> Exercise description
Only lines holding the word "derive" are wanted from the records; copy all of them.
● ● ● ●
//! ChannelMap - upstream channel index -> telemetry field table
//!
//! Upstream car data arrives as `{"Channels": {"0": .., "2": .., ..}}`.
//! The DRS index in particular is not confirmed by any published schema, so
//! the whole table is overridable from configuration.

use serde::{Deserialize, Serialize};

/// Named telemetry fields
#[derive(Debug, Clone, Copy, PartialEq, Eq, Hash, Serialize, Deserialize)]
#[serde(rename_all = "snake_case")]
pub enum TelemetryField {
    Rpm,
    Speed,
    Gear,
    Throttle,
    Brake,
    Drs,
}

impl TelemetryField {
    pub const ALL: [TelemetryField; 6] = [
        TelemetryField::Rpm,
        TelemetryField::Speed,
        TelemetryField::Gear,
        TelemetryField::Throttle,
        TelemetryField::Brake,
        TelemetryField::Drs,
    ];

    pub fn as_str(&self) -> &'static str {
        match self {
            Self::Rpm => "rpm",
            Self::Speed => "speed",
            Self::Gear => "gear",
            Self::Throttle => "throttle",
            Self::Brake => "brake",
            Self::Drs => "drs",
        }
    }
}

/// Channel key per telemetry field
#[derive(Debug, Clone, PartialEq, Eq, Serialize, Deserialize)]
#[serde(default)]
pub struct ChannelMap {
    pub rpm: String,
    pub speed: String,
    pub gear: String,
    pub throttle: String,
    pub brake: String,
    pub drs: String,
}

impl Default for ChannelMap {
    fn default() -> Self {
        Self {
            rpm: "0".to_string(),
            speed: "2".to_string(),
            gear: "3".to_string(),
            throttle: "4".to_string(),
            brake: "5".to_string(),
            drs: "45".to_string(),
        }
    }
}

impl ChannelMap {
    /// Channel key feeding `field`
    pub fn key(&self, field: TelemetryField) -> &str {
        match field {
            TelemetryField::Rpm => &self.rpm,
            TelemetryField::Speed => &self.speed,
            TelemetryField::Gear => &self.gear,
            TelemetryField::Throttle => &self.throttle,
            TelemetryField::Brake => &self.brake,
            TelemetryField::Drs => &self.drs,
        }
    }

    /// (field, channel key) pairs in field order
    pub fn entries(&self) -> impl Iterator<Item = (TelemetryField, &str)> + '_ {
        TelemetryField::ALL
            .into_iter()
            .map(move |field| (field, self.key(field)))
    }
}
● ● ● ●
> Reply to the exercise
#[derive(Debug, Clone, Copy, PartialEq, Eq, Hash, Serialize, Deserialize)]
#[derive(Debug, Clone, PartialEq, Eq, Serialize, Deserialize)]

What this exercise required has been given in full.